Não sabemos das razões de tal desistência, não se podendo retirar da mesma as consequências pretendidas, pelo que o litígio, quanto ao direito incidente sobre o descrito prédio, permanece de pé.
4. Mesmo que venha a entender-se que essa prejudicialidade existe, afirmam os recorrentes, o acto recorrido, na medida em que incorpora os fundamentos constantes da Informação sobre que recaiu, sempre padeceria do vício de violação de lei, por erro nos pressupostos de facto e de direito, no que respeita à norma do artigo 33.º/1 do CPA.

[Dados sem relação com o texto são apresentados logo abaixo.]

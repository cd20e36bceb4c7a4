use serde::{Deserialize, Serialize};
use uuid::Uuid;

use super::account::Account;
use super::asset::Asset;
use super::holding::Position;

/// What a view row is valued from.
#[derive(Debug, Clone, PartialEq, Serialize, Deserialize)]
pub enum ViewSource {
    /// Non-tradeable asset valued as a whole.
    Asset,
    /// Tradeable asset with exactly this one open position.
    Position(Position),
    /// One child row per open position; this row holds their sums.
    Children(Vec<ViewAsset>),
}

/// Valuation row for one asset in one account. Rebuilt on every pass,
/// never persisted.
#[derive(Debug, Clone, PartialEq, Serialize, Deserialize)]
pub struct ViewAsset {
    pub account_id: Uuid,
    pub account_description: String,
    /// Snapshot of the asset this row was built from.
    pub asset: Asset,
    pub source: ViewSource,
    pub initial_value: f64,
    pub current_value: f64,
    pub initial_value_base_currency: f64,
    pub current_value_base_currency: f64,
    pub profit_loss: f64,
    /// Fraction, 0 when there is no initial value.
    pub profit_loss_percent: f64,
}

impl ViewAsset {
    pub fn new(asset: &Asset, account: &Account, source: ViewSource) -> Self {
        Self {
            account_id: account.id,
            account_description: account.description.clone(),
            asset: asset.clone(),
            source,
            initial_value: 0.0,
            current_value: 0.0,
            initial_value_base_currency: 0.0,
            current_value_base_currency: 0.0,
            profit_loss: 0.0,
            profit_loss_percent: 0.0,
        }
    }

    pub fn asset_id(&self) -> Uuid {
        self.asset.id
    }

    pub fn position(&self) -> Option<&Position> {
        match &self.source {
            ViewSource::Position(p) => Some(p),
            _ => None,
        }
    }

    pub fn children(&self) -> &[ViewAsset] {
        match &self.source {
            ViewSource::Children(children) => children,
            _ => &[],
        }
    }

    pub fn profit_loss_base_currency(&self) -> f64 {
        self.current_value_base_currency - self.initial_value_base_currency
    }
}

Isto, porque dos factos alegados resulta claramente que a DSSOPT teve conhecimento, pelo menos em Abril de 2006, antes da aprovacão do projecto de obra, da disputa relativamente ao direito de propriedade de uma parcela do terreno objecto do processo de obra, facto expressamente referido em ofício da DSSOPT, de 21/12/2006, e só agora, mais de 6 (seis) anos e meio volvidos, com base nesse mesmo litígio, veio a entidade recorrida confirmar a decisão de suspensão do procedimento de licenciamento ora em apreço.
Daí retiram uma situação de ilegalidade da decisão que declara agora a suspensão do procedimento pois, tendo tomado conhecimento do referido conflito, pelo menos em Abril de 2006, tinha o Director dos DSSOPT, por força do princípio da legalidade, concretamente, por exigência da norma do artigo 33.º do CPA, o dever de suspender o procedimento do caso ora em apreço, caso entendesse que o conhecimento das questões suscitadas dependia da resolução da questão prejudicial.

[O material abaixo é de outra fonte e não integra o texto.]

use chrono::NaiveDate;
use serde::{Deserialize, Serialize};
use uuid::Uuid;

use super::asset_type::AssetType;
use super::bond::BondTerms;
use super::deposit::DepositTerms;
use super::holding::{Holding, Position};
use crate::util::floating::fix_rounding_error;

/// Type-specific state of an asset. Valuation and accrual dispatch on this
/// instead of an inheritance chain; the bond variant reuses the tradeable
/// computation and adds accrued interest on top.
#[derive(Debug, Clone, PartialEq, Serialize, Deserialize)]
pub enum AssetDetails {
    /// Cash, debt and anything else valued at its nominal balance.
    Basic,
    Deposit(DepositTerms),
    Tradeable(Holding),
    Bond { holding: Holding, terms: BondTerms },
}

/// A tracked asset inside an account.
#[derive(Debug, Clone, PartialEq, Serialize, Deserialize)]
pub struct Asset {
    pub id: Uuid,
    /// Unit count for tradeable assets, balance otherwise.
    pub amount: f64,
    /// ISO 4217 code, uppercased.
    pub currency: String,
    pub description: String,
    pub asset_type: AssetType,
    /// Settlement account for buys, sells and interest.
    #[serde(default)]
    pub cash_asset_id: Option<Uuid>,
    /// Soft-delete marker while the asset waits for a cash asset to be resolved.
    #[serde(default)]
    pub pending_delete: bool,
    pub details: AssetDetails,
}

impl Asset {
    fn with_details(
        asset_type: AssetType,
        description: impl Into<String>,
        currency: impl Into<String>,
        amount: f64,
        details: AssetDetails,
    ) -> Self {
        Self {
            id: Uuid::new_v4(),
            amount,
            currency: currency.into().to_uppercase(),
            description: description.into(),
            asset_type,
            cash_asset_id: None,
            pending_delete: false,
            details,
        }
    }

    pub fn cash(description: impl Into<String>, currency: impl Into<String>, amount: f64) -> Self {
        Self::with_details(AssetType::CASH, description, currency, amount, AssetDetails::Basic)
    }

    /// Debt balances are stored negative.
    pub fn debt(description: impl Into<String>, currency: impl Into<String>, amount: f64) -> Self {
        Self::with_details(
            AssetType::DEBT,
            description,
            currency,
            -amount.abs(),
            AssetDetails::Basic,
        )
    }

    pub fn deposit(
        description: impl Into<String>,
        currency: impl Into<String>,
        amount: f64,
        terms: DepositTerms,
    ) -> Self {
        Self::with_details(
            AssetType::DEPOSIT,
            description,
            currency,
            amount,
            AssetDetails::Deposit(terms),
        )
    }

    pub fn tradeable(
        asset_type: AssetType,
        description: impl Into<String>,
        currency: impl Into<String>,
        holding: Holding,
    ) -> Self {
        let mut asset = Self::with_details(
            asset_type,
            description,
            currency,
            0.0,
            AssetDetails::Tradeable(holding),
        );
        asset.calculate_average_position_values();
        asset
    }

    /// A bond or P2P loan.
    pub fn bond(
        asset_type: AssetType,
        description: impl Into<String>,
        currency: impl Into<String>,
        holding: Holding,
        terms: BondTerms,
    ) -> Self {
        let mut asset = Self::with_details(
            asset_type,
            description,
            currency,
            0.0,
            AssetDetails::Bond { holding, terms },
        );
        asset.calculate_average_position_values();
        asset
    }

    // ── Accessors ───────────────────────────────────────────────────

    pub fn holding(&self) -> Option<&Holding> {
        match &self.details {
            AssetDetails::Tradeable(holding) | AssetDetails::Bond { holding, .. } => Some(holding),
            _ => None,
        }
    }

    pub fn holding_mut(&mut self) -> Option<&mut Holding> {
        match &mut self.details {
            AssetDetails::Tradeable(holding) | AssetDetails::Bond { holding, .. } => Some(holding),
            _ => None,
        }
    }

    pub fn bond_terms(&self) -> Option<&BondTerms> {
        match &self.details {
            AssetDetails::Bond { terms, .. } => Some(terms),
            _ => None,
        }
    }

    pub fn bond_terms_mut(&mut self) -> Option<&mut BondTerms> {
        match &mut self.details {
            AssetDetails::Bond { terms, .. } => Some(terms),
            _ => None,
        }
    }

    pub fn deposit_terms(&self) -> Option<&DepositTerms> {
        match &self.details {
            AssetDetails::Deposit(terms) => Some(terms),
            _ => None,
        }
    }

    pub fn deposit_terms_mut(&mut self) -> Option<&mut DepositTerms> {
        match &mut self.details {
            AssetDetails::Deposit(terms) => Some(terms),
            _ => None,
        }
    }

    pub fn is_tradeable(&self) -> bool {
        self.holding().is_some()
    }

    pub fn positions(&self) -> &[Position] {
        self.holding().map(|h| h.positions.as_slice()).unwrap_or(&[])
    }

    // ── Positions ───────────────────────────────────────────────────

    /// Re-derive `amount`, `buy_price` and `gross_buy_price` from the
    /// positions. Must run after every position mutation.
    pub fn calculate_average_position_values(&mut self) {
        let amount = match &mut self.details {
            AssetDetails::Tradeable(holding) | AssetDetails::Bond { holding, .. } => {
                holding.recalculate()
            }
            _ => return,
        };
        self.amount = amount;
    }

    pub fn add_position(&mut self, position: Position) {
        if let Some(holding) = self.holding_mut() {
            holding.positions.push(position);
            holding.positions.sort_by_key(|p| p.buy_date);
        }
        self.calculate_average_position_values();
    }

    pub fn remove_position(&mut self, position_id: Uuid) -> Option<Position> {
        let holding = self.holding_mut()?;
        let idx = holding.positions.iter().position(|p| p.id == position_id)?;
        let removed = holding.positions.remove(idx);
        self.calculate_average_position_values();
        Some(removed)
    }

    pub fn update_position(&mut self, position: Position) -> bool {
        let Some(holding) = self.holding_mut() else {
            return false;
        };
        let Some(slot) = holding.positions.iter_mut().find(|p| p.id == position.id) else {
            return false;
        };
        *slot = position;
        holding.positions.sort_by_key(|p| p.buy_date);
        self.calculate_average_position_values();
        true
    }

    // ── Valuation ───────────────────────────────────────────────────

    /// Value in the asset's own currency.
    pub fn current_value(&self, as_of: NaiveDate) -> f64 {
        match &self.details {
            AssetDetails::Basic | AssetDetails::Deposit(_) => self.amount,
            AssetDetails::Tradeable(holding) => self.market_value(holding),
            AssetDetails::Bond { holding, .. } => fix_rounding_error(
                self.market_value(holding) + self.full_accrued_interest(as_of),
            ),
        }
    }

    fn market_value(&self, holding: &Holding) -> f64 {
        fix_rounding_error(self.amount * holding.current_price)
    }

    /// Per-unit interest accrued since the previous coupon (bonds only).
    pub fn accrued_interest(&self, as_of: NaiveDate) -> f64 {
        self.bond_terms()
            .map(|terms| terms.accrued_interest(as_of))
            .unwrap_or(0.0)
    }

    /// Units held on `date`: positions bought strictly before it. On the
    /// maturity date every position counts, including ones bought that day.
    pub fn amount_at_date(&self, date: NaiveDate) -> f64 {
        if self.bond_terms().is_some_and(|t| t.maturity_date == date) {
            return self.amount;
        }
        fix_rounding_error(
            self.positions()
                .iter()
                .filter(|p| p.buy_date < date)
                .map(|p| p.amount)
                .sum(),
        )
    }

    /// Coupon owed for all units held on `date`.
    pub fn full_interest_at_date(&self, date: NaiveDate) -> f64 {
        fix_rounding_error(self.accrued_interest(date) * self.amount_at_date(date))
    }

    pub fn payable_interest_at_date(&self, date: NaiveDate) -> f64 {
        let full = self.full_interest_at_date(date);
        self.bond_terms().map(|t| t.payable(full)).unwrap_or(full)
    }

    pub fn withholding_tax_at_date(&self, date: NaiveDate) -> f64 {
        let full = self.full_interest_at_date(date);
        self.bond_terms().map(|t| t.withholding(full)).unwrap_or(0.0)
    }

    /// Interest accrued up to `as_of`, for the units that will receive the
    /// next payment.
    pub fn full_accrued_interest(&self, as_of: NaiveDate) -> f64 {
        let Some(terms) = self.bond_terms() else {
            return 0.0;
        };
        let payment_date = terms.next_interest_date().unwrap_or(terms.maturity_date);
        fix_rounding_error(terms.accrued_interest(as_of) * self.amount_at_date(payment_date))
    }

    // ── Deposits ────────────────────────────────────────────────────

    pub fn deposit_full_interest(&self) -> f64 {
        self.deposit_terms()
            .map(|t| t.full_interest(self.amount))
            .unwrap_or(0.0)
    }

    pub fn deposit_payable_interest(&self) -> f64 {
        self.deposit_terms()
            .map(|t| t.payable_interest(self.amount))
            .unwrap_or(0.0)
    }

    pub fn deposit_withholding_tax(&self) -> f64 {
        self.deposit_terms()
            .map(|t| t.withholding_tax(self.amount))
            .unwrap_or(0.0)
    }
}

Com todo o respeito, mas ainda aqui não lhes assiste razão.
Não é pelo facto de o procedimento dever ter sido suspenso num momento anterior que tal implica que o não possa ser agora. A ilegalidade ou inércia na ilegalidade ou irregularidade não pode sanar o vício que se mantenha. Salvas as regras prescricionais ou as que resultem de lei, o decurso do tempo não sana os vícios procedimentais, ou seja, não é por se não ter suspendido o procedimento há 6 anos, que, mantendo-se as razões suspensivas, não se pode agora suspendê-lo.
Diferente será a questão de se considerar que foi proferida já uma decisão final de licenciamento e, por isso, não poder agora suspender-se um procedimento que se mostra findo. Mas essa é outra questão e a ela voltaremos no número seguinte.

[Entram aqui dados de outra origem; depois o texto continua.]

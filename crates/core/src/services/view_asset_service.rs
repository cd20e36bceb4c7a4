use chrono::NaiveDate;

use crate::errors::CoreError;
use crate::models::account::Account;
use crate::models::asset::Asset;
use crate::models::quote::ForexRates;
use crate::models::view_asset::{ViewAsset, ViewSource};
use crate::util::floating::{fix_rounding_error, safe_ratio};

/// Builds per-row valuations for the asset lists.
///
/// A tradeable asset with several open positions becomes a parent row with
/// one child per position; the parent only ever holds the sum of its
/// children. With a single position the row is valued from that position.
pub struct ViewAssetService;

impl ViewAssetService {
    pub fn new() -> Self {
        Self
    }

    /// Append the row(s) for `asset` to `list`. Tradeable assets without an
    /// open position are skipped.
    pub fn add_view_asset(&self, asset: &Asset, account: &Account, list: &mut Vec<ViewAsset>) {
        if !asset.is_tradeable() {
            list.push(ViewAsset::new(asset, account, ViewSource::Asset));
            return;
        }
        match asset.positions() {
            [] => {}
            [single] => list.push(ViewAsset::new(
                asset,
                account,
                ViewSource::Position(single.clone()),
            )),
            positions => {
                let children = positions
                    .iter()
                    .map(|p| ViewAsset::new(asset, account, ViewSource::Position(p.clone())))
                    .collect();
                list.push(ViewAsset::new(asset, account, ViewSource::Children(children)));
            }
        }
    }

    /// Build and value rows for every asset accepted by `filter`.
    pub fn build_view_assets<F>(
        &self,
        accounts: &[Account],
        rates: &ForexRates,
        as_of: NaiveDate,
        filter: F,
    ) -> Result<Vec<ViewAsset>, CoreError>
    where
        F: Fn(&Asset) -> bool,
    {
        let mut list = Vec::new();
        for account in accounts {
            for asset in account.assets.iter().filter(|a| filter(a)) {
                self.add_view_asset(asset, account, &mut list);
            }
        }
        for view in &mut list {
            self.update_view_asset_data(view, rates, as_of)?;
        }
        Ok(list)
    }

    /// Recompute the valuation fields of a row (and its children).
    pub fn update_view_asset_data(
        &self,
        view: &mut ViewAsset,
        rates: &ForexRates,
        as_of: NaiveDate,
    ) -> Result<(), CoreError> {
        let (initial, current) = match &mut view.source {
            ViewSource::Children(children) => {
                let mut initial = 0.0;
                let mut current = 0.0;
                let mut initial_base = 0.0;
                let mut current_base = 0.0;
                for child in children.iter_mut() {
                    self.update_view_asset_data(child, rates, as_of)?;
                    initial += child.initial_value;
                    current += child.current_value;
                    initial_base += child.initial_value_base_currency;
                    current_base += child.current_value_base_currency;
                }
                view.initial_value_base_currency = fix_rounding_error(initial_base);
                view.current_value_base_currency = fix_rounding_error(current_base);
                view.initial_value = fix_rounding_error(initial);
                view.current_value = fix_rounding_error(current);
                Self::derive_profit_loss(view);
                return Ok(());
            }
            ViewSource::Position(position) => {
                let current_price = view.asset.holding().map(|h| h.current_price).unwrap_or(0.0);
                let accrued = view.asset.accrued_interest(as_of) * position.amount;
                (
                    position.amount * position.buy_price,
                    position.amount * current_price + accrued,
                )
            }
            ViewSource::Asset => {
                let value = view.asset.current_value(as_of);
                (value, value)
            }
        };

        let rate = rates.rate(&view.asset.currency)?;
        view.initial_value = fix_rounding_error(initial);
        view.current_value = fix_rounding_error(current);
        view.initial_value_base_currency = fix_rounding_error(view.initial_value * rate);
        view.current_value_base_currency = fix_rounding_error(view.current_value * rate);
        Self::derive_profit_loss(view);
        Ok(())
    }

    fn derive_profit_loss(view: &mut ViewAsset) {
        view.profit_loss = fix_rounding_error(view.current_value - view.initial_value);
        view.profit_loss_percent = safe_ratio(view.profit_loss, view.initial_value);
    }
}

impl Default for ViewAssetService {
    fn default() -> Self {
        Self::new()
    }
}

5. Avançam os recorrentes com um outro argumento que é a impossibilidade de suspender um procedimento que se mostra findo, na medida em que, em 2006 já se encontravam aprovados o anteprojecto e o projecto de obra de construção e que, em 13 de Outubro de 2006, foi pedida, pela primeira vez, a emissão da respectiva licença de obra – como diz, o projecto de obra ficou aprovado com os despachos de 3/1/2005, que aprovou o projecto de arquitectura, de 30/11/2005 e de 23/8/2006, que aprovaram o processo de obra, correspondendo este último ao despacho final, mencionado no artigo 40.°/2 do Decreto-Lei n.º 79/85/M, de 17 de Agosto, dado que incide, globalmente, sobre os projectos apresentados e não, parcelarmente, sobre cada um dos projectos - , pelo que com os despachos de aprovação referidos, a DSSOPT veio afirmar que a obra aqui em apreço se conformava com todos os aspectos e critérios que a lei estabelece para a sua aprovação e que, por isso mesmo, a obra, porque legal, estará em condições de ser executada.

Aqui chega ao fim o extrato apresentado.